As for your own Filmfest conflicts, our overview of this year’s slate should at least give you a fairly balanced no-go list. Soak it up: Next year, if you want 10 days of cinema you can’t see elsewhere, you’ll either have to hit up AFI Docs, itself struggling with its identity after moving half its slate downtown after years in Silver Spring, or assemble your own Filmfest from the city’s dozens of smaller, niche film gatherings.

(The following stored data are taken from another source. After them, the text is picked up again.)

//! HTTP route definitions.

mod health;
mod sync;

use crate::AppState;
use axum::Router;

/// Create all application routes.
pub fn create_routes() -> Router<AppState> {
    Router::new().merge(health::routes()).merge(sync::routes())
}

Unless, of course, Filmfest finds a savior. Organizers had to dip into reserves to fund this year’s event, and have projected a $250,000 deficit if it goes ahead with a 2015 festival, Filmfest Director Tony Gittens said in February. As costs like venue rentals have risen and funds have shrunk, staging Filmfest each year has become more difficult, with employees having already taken a pay cut this year. (The festival is funded through a combination of ticket sales, city and foundation grants, and individual donations.) A white-knight donor could still emerge—Gittens would like to see D.C. government increase its aid—but it hasn’t happened yet. “My board reminds me there’s always a possibility. No one’s stepped up as yet,” Gittens said.
In Filmfest’s promotional materials, Gittens writes that “good movies make the world a better place.” No doubt. Unfortunately, we may soon get to find out what kind of place the District is without a Filmfest D.C.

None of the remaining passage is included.